Class politics were one of the defining characteristics of PRC history in the 20th Century. In the transition to market socialism ushered in by Deng Xiaoping’s economic reforms many class based terms have disappeared from the official lexicon, but class remains an analytically and substantively important way of approaching Chinese society. New types of class relations between the party and the people and horizontally between different groups are having a fundamental effect on Chinese society. Classification of the population was one of the first steps taken to establish the new regime, and by the early 1950s everyone in China was assigned a class from a granular list of 62 descriptors. People were assigned a class origin (阶级成分) determined by their activities in the three years immediately prior to 1949, and class background (家庭出生) based on their father’s occupation at time of birth. These two pieces of information, a socio-economic position and a political inclination implied by behaviour, were included on peoples’ household registration documents and went a long way to determining one’s fate during successive campaigns against landlords, industrialists, intellectuals, the bourgeoisie, rightists, capitalists and the like, which came to head in the Cultural Revolution. Class consciousness was ideological, political and operationalized through designations that for very large numbers of Chinese people and their offspring were a matter of life and death. People identified as ‘reds’ (peasants, workers, revolutionary soldiers) could do well (to the extent that anyone prospered under Mao), whereas coming from a ‘black’ background (capitalists, landlords, nationalists) was an invitation to be ‘criticized’ and worse during recurrent bouts of ‘class struggle’. By the end of 1956, the means of production were largely socialized. The countryside was arranged in collectives, urban enterprises were under state control and the effective negation of private property culminated during the Great Leap Forward. But that didn’t mean the end of class struggle.
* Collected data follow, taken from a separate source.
//! Dependency sets and the `node_modules` indirection.
//!
//! Each resolve installs into a fresh `node_modules_<mode>` directory next
//! to the package manifest, then repoints the `node_modules` link at it.
//! The two sets are never merged.

use std::collections::BTreeMap;
use std::path::{Path, PathBuf};

use funcpack_core::{ExclusionPolicy, PackageManifest};

use crate::error::{DependencyError, VersionError};
use crate::runner::{CommandRunner, CommandSpec, RunError};

/// Name the project's code uses to find its dependencies.
pub const DEPENDENCY_LINK: &str = "node_modules";

#[derive(Debug, Clone, Copy, PartialEq, Eq, Hash)]
pub enum DependencyMode {
    /// Full graph including build-only tools.
    Dev,
    /// Runtime subset shipped inside function bundles.
    Prod,
}

impl DependencyMode {
    pub fn dir_name(self) -> &'static str {
        match self {
            Self::Dev => "node_modules_dev",
            Self::Prod => "node_modules_prod",
        }
    }

    pub fn is_production(self) -> bool {
        self == Self::Prod
    }
}

#[derive(Debug, Clone, Copy, PartialEq, Eq)]
enum PackageManager {
    Yarn,
    Npm,
}

impl PackageManager {
    fn detect(project_dir: &Path) -> Self {
        if project_dir.join("yarn.lock").is_file() {
            Self::Yarn
        } else {
            Self::Npm
        }
    }

    fn program(self) -> &'static str {
        match self {
            Self::Yarn => "yarn",
            Self::Npm => "npm",
        }
    }
}

/// Installs dependency sets and swaps the active one.
pub struct DependencyResolver<'a, R: CommandRunner + ?Sized> {
    runner: &'a R,
    manifest_name: &'a str,
    policy: &'a ExclusionPolicy,
    env: BTreeMap<String, String>,
}

impl<'a, R: CommandRunner + ?Sized> DependencyResolver<'a, R> {
    pub fn new(runner: &'a R, manifest_name: &'a str, policy: &'a ExclusionPolicy) -> Self {
        Self {
            runner,
            manifest_name,
            policy,
            env: BTreeMap::new(),
        }
    }

    /// Extra environment for the package manager (runtime pin, `PATH`).
    pub fn with_env(mut self, env: BTreeMap<String, String>) -> Self {
        self.env = env;
        self
    }

    /// Install `mode`'s dependency set and make it the active one.
    ///
    /// In [`DependencyMode::Prod`] the package manifest is first rewritten
    /// in place with the exclusion policy applied. Returns the set directory.
    pub fn resolve(
        &self,
        project_dir: &Path,
        mode: DependencyMode,
        cache_dir: &Path,
    ) -> Result<PathBuf, DependencyError> {
        let manifest_path = project_dir.join(self.manifest_name);
        if !manifest_path.is_file() {
            return Err(DependencyError::MissingManifest(manifest_path));
        }

        if mode.is_production() {
            let manifest = PackageManifest::load(&manifest_path)?;
            manifest
                .for_production(self.policy)
                .write(&manifest_path)?;
            tracing::info!(
                manifest = %manifest_path.display(),
                policy_version = self.policy.version,
                "rewrote package manifest for production"
            );
        }

        let set_dir = project_dir.join(mode.dir_name());
        remove_entry(&set_dir)?;

        let manager = PackageManager::detect(project_dir);
        let cache = usable_cache(&cache_dir.join(manager.program()));
        tracing::info!(
            manager = manager.program(),
            mode = ?mode,
            cache = ?cache,
            "installing dependencies"
        );

        match manager {
            PackageManager::Yarn => self.install_yarn(project_dir, &set_dir, mode, cache.as_deref())?,
            PackageManager::Npm => self.install_npm(project_dir, &set_dir, mode, cache.as_deref())?,
        }

        if !set_dir.exists() {
            // nothing to install still yields an (empty) set
            std::fs::create_dir_all(&set_dir).map_err(|e| DependencyError::Io {
                path: set_dir.clone(),
                source: e,
            })?;
        }

        activate(project_dir, mode)?;
        Ok(set_dir)
    }

    fn install_yarn(
        &self,
        project_dir: &Path,
        set_dir: &Path,
        mode: DependencyMode,
        cache: Option<&Path>,
    ) -> Result<(), DependencyError> {
        let mut spec = CommandSpec::new("yarn", project_dir)
            .args(["install", "--prefer-offline", "--non-interactive"])
            .arg("--modules-folder")
            .arg(set_dir.to_string_lossy())
            .arg(format!("--production={}", mode.is_production()))
            .envs(&self.env);
        // the production manifest no longer matches the lockfile
        if !mode.is_production() {
            spec = spec.arg("--frozen-lockfile");
        }
        if let Some(cache) = cache {
            spec = spec.arg("--cache-folder").arg(cache.to_string_lossy());
        }
        if mode.is_production() {
            spec.env.insert("NODE_ENV".to_owned(), "production".to_owned());
        }

        self.run("yarn", &spec)
    }

    fn install_npm(
        &self,
        project_dir: &Path,
        set_dir: &Path,
        mode: DependencyMode,
        cache: Option<&Path>,
    ) -> Result<(), DependencyError> {
        let staging = project_dir.join(format!(".{}_staging", mode.dir_name()));
        remove_entry(&staging)?;
        std::fs::create_dir_all(&staging).map_err(|e| DependencyError::Io {
            path: staging.clone(),
            source: e,
        })?;

        let lockfile = project_dir.join("package-lock.json");
        let has_lock = lockfile.is_file();
        copy_into(&project_dir.join(self.manifest_name), &staging.join("package.json"))?;
        if has_lock {
            copy_into(&lockfile, &staging.join("package-lock.json"))?;
        } else {
            tracing::warn!(
                project = %project_dir.display(),
                "no lockfile; performing a full dependency resolution"
            );
        }

        let subcommand = if has_lock && !mode.is_production() {
            "ci"
        } else {
            "install"
        };
        let mut spec = CommandSpec::new("npm", &staging)
            .args([subcommand, "--no-audit", "--no-fund"])
            .envs(&self.env);
        if mode.is_production() {
            spec = spec.arg("--omit=dev");
            spec.env.insert("NODE_ENV".to_owned(), "production".to_owned());
        }
        if let Some(cache) = cache {
            spec = spec.arg("--cache").arg(cache.to_string_lossy());
        }

        self.run("npm", &spec)?;

        let installed = staging.join(DEPENDENCY_LINK);
        if installed.exists() {
            std::fs::rename(&installed, set_dir).map_err(|e| DependencyError::Io {
                path: set_dir.to_path_buf(),
                source: e,
            })?;
        }
        remove_entry(&staging)
    }

    fn run(&self, manager: &str, spec: &CommandSpec) -> Result<(), DependencyError> {
        self.runner
            .run(spec)
            .map_err(|e| install_error(manager, e))
    }
}

/// Map a package-manager run failure to a [`DependencyError`].
pub fn install_error(manager: &str, err: RunError) -> DependencyError {
    match err {
        RunError::Spawn { source, .. } => DependencyError::Spawn {
            manager: manager.to_owned(),
            source,
        },
        RunError::Exit {
            code, output_tail, ..
        } => DependencyError::Install {
            manager: manager.to_owned(),
            exit_code: code,
            output_tail,
        },
    }
}

/// Repoint `<project>/node_modules` at `mode`'s set (remove, then link).
pub fn activate(project_dir: &Path, mode: DependencyMode) -> Result<(), DependencyError> {
    let link = project_dir.join(DEPENDENCY_LINK);
    remove_entry(&link)?;

    let target = PathBuf::from(mode.dir_name());
    link_dir(&target, &link).map_err(|e| DependencyError::Link {
        link: link.clone(),
        target: target.clone(),
        source: e,
    })?;

    tracing::debug!(link = %link.display(), target = %target.display(), "activated dependency set");
    Ok(())
}

/// Check the installed framework's major version against `[min, max]`.
///
/// Reads `<project>/node_modules/<package>/package.json`. Returns the
/// installed version string.
pub fn check_framework_version(
    project_dir: &Path,
    package: &str,
    min: u64,
    max: u64,
) -> Result<String, VersionError> {
    let path = project_dir
        .join(DEPENDENCY_LINK)
        .join(package)
        .join("package.json");
    let unknown = || VersionError::FrameworkVersionUnknown {
        package: package.to_owned(),
        path: path.clone(),
    };

    let manifest = std::fs::read_to_string(&path).map_err(|_| unknown())?;
    let doc: serde_json::Value = serde_json::from_str(&manifest).map_err(|_| unknown())?;
    let version = doc
        .get("version")
        .and_then(serde_json::Value::as_str)
        .ok_or_else(unknown)?
        .to_owned();
    let major: u64 = version
        .trim_start_matches(|c: char| !c.is_ascii_digit())
        .split('.')
        .next()
        // arch-lint: allow(no-silent-result-drop) reason="an unparsable major is reported as FrameworkVersionUnknown"
        .and_then(|m| m.parse().ok())
        .ok_or_else(unknown)?;

    if major < min || major > max {
        return Err(VersionError::FrameworkOutOfRange {
            package: package.to_owned(),
            version,
            min,
            max,
        });
    }

    tracing::info!(package, version = %version, "framework version accepted");
    Ok(version)
}

/// Create `dir` if needed; a broken cache is recreated once, then skipped.
fn usable_cache(dir: &Path) -> Option<PathBuf> {
    if dir.is_dir() || std::fs::create_dir_all(dir).is_ok() {
        return Some(dir.to_path_buf());
    }

    tracing::warn!(cache = %dir.display(), "package cache unusable; recreating");
    // arch-lint: allow(no-silent-result-drop) reason="recreate is best-effort; failure is handled by the create below"
    let _ = remove_entry(dir);
    match std::fs::create_dir_all(dir) {
        Ok(()) => Some(dir.to_path_buf()),
        Err(e) => {
            tracing::warn!(cache = %dir.display(), error = %e, "continuing without package cache");
            None
        }
    }
}

/// Remove a file, link or directory if present. Links are not followed.
fn remove_entry(path: &Path) -> Result<(), DependencyError> {
    let meta = match std::fs::symlink_metadata(path) {
        Ok(meta) => meta,
        Err(e) if e.kind() == std::io::ErrorKind::NotFound => return Ok(()),
        Err(e) => {
            return Err(DependencyError::Io {
                path: path.to_path_buf(),
                source: e,
            });
        }
    };
    let removed = if meta.is_dir() {
        std::fs::remove_dir_all(path)
    } else {
        std::fs::remove_file(path)
    };
    removed.map_err(|e| DependencyError::Io {
        path: path.to_path_buf(),
        source: e,
    })
}

fn copy_into(from: &Path, to: &Path) -> Result<(), DependencyError> {
    std::fs::copy(from, to)
        .map(|_| ())
        .map_err(|e| DependencyError::Io {
            path: to.to_path_buf(),
            source: e,
        })
}

#[cfg(unix)]
fn link_dir(target: &Path, link: &Path) -> std::io::Result<()> {
    std::os::unix::fs::symlink(target, link)
}

#[cfg(windows)]
fn link_dir(target: &Path, link: &Path) -> std::io::Result<()> {
    std::os::windows::fs::symlink_dir(target, link)
}

#[cfg(test)]
mod tests {
    use super::*;
    use tempfile::TempDir;

    fn write_pkg(dir: &Path, version: &str) {
        let pkg_dir = dir.join("node_modules_dev/nuxt");
        std::fs::create_dir_all(&pkg_dir).unwrap();
        std::fs::write(
            pkg_dir.join("package.json"),
            format!(r#"{{"name":"nuxt","version":"{version}"}}"#),
        )
        .unwrap();
        activate(dir, DependencyMode::Dev).unwrap();
    }

    #[test]
    fn framework_version_in_range() {
        let tmp = TempDir::new().unwrap();
        write_pkg(tmp.path(), "2.17.3");
        assert_eq!(
            check_framework_version(tmp.path(), "nuxt", 2, 2).unwrap(),
            "2.17.3"
        );
    }

    #[test]
    fn framework_version_out_of_range() {
        let tmp = TempDir::new().unwrap();
        write_pkg(tmp.path(), "3.8.0");
        let err = check_framework_version(tmp.path(), "nuxt", 2, 2).unwrap_err();
        assert!(matches!(err, VersionError::FrameworkOutOfRange { .. }));
    }

    #[test]
    fn framework_version_missing_package() {
        let tmp = TempDir::new().unwrap();
        let err = check_framework_version(tmp.path(), "nuxt", 2, 2).unwrap_err();
        assert!(matches!(err, VersionError::FrameworkVersionUnknown { .. }));
    }

    #[cfg(unix)]
    #[test]
    fn activate_replaces_previous_link() {
        let tmp = TempDir::new().unwrap();
        std::fs::create_dir_all(tmp.path().join("node_modules_dev")).unwrap();
        std::fs::create_dir_all(tmp.path().join("node_modules_prod")).unwrap();

        activate(tmp.path(), DependencyMode::Dev).unwrap();
        activate(tmp.path(), DependencyMode::Prod).unwrap();

        let target = std::fs::read_link(tmp.path().join(DEPENDENCY_LINK)).unwrap();
        assert_eq!(target, PathBuf::from("node_modules_prod"));
    }

    #[test]
    fn broken_cache_is_recreated() {
        let tmp = TempDir::new().unwrap();
        let cache = tmp.path().join("yarn");
        std::fs::write(&cache, "not a directory").unwrap();

        assert_eq!(usable_cache(&cache), Some(cache.clone()));
        assert!(cache.is_dir());
    }
}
When Mao appealed to the “bourgeoisie” within the Party, ostensibly soliciting feedback from academics, journalists and other intellectuals, he was shocked by the level of criticism and quickly launched the Anti-Rightist campaign to purge them. The pernicious threat of the “bourgeoisie” coloured much of Mao’s subsequent rule. When he identified four major classes (two exploiting, two labouring), he set the quota for class enemies (imperialists, bureaucrat capitalists, Rightists et al) at 5% of the population. Class struggle was central to Mao’s modus operandi, and was often underpinned by strategic thinking to further his own goals vis-à-vis political opponents in the top echelon of the Party leadership. The abandonment of Mao’s Great Leap and Deng Xiaoping’s role in re-introducing the material incentives that led to increases in production and recovery in the devastated countryside planted the seed for his subsequent purge (having been identified as a Capitalist Roader). Party leaders who did not accept Mao’s vision or otherwise incurred the Chairman’s displeasure were labelled class enemies. By the launch of the Cultural Revolution in 1966, Mao’s power struggles led him to directly appeal to the masses to attack those in the Party supposedly taking the ‘capitalist road’.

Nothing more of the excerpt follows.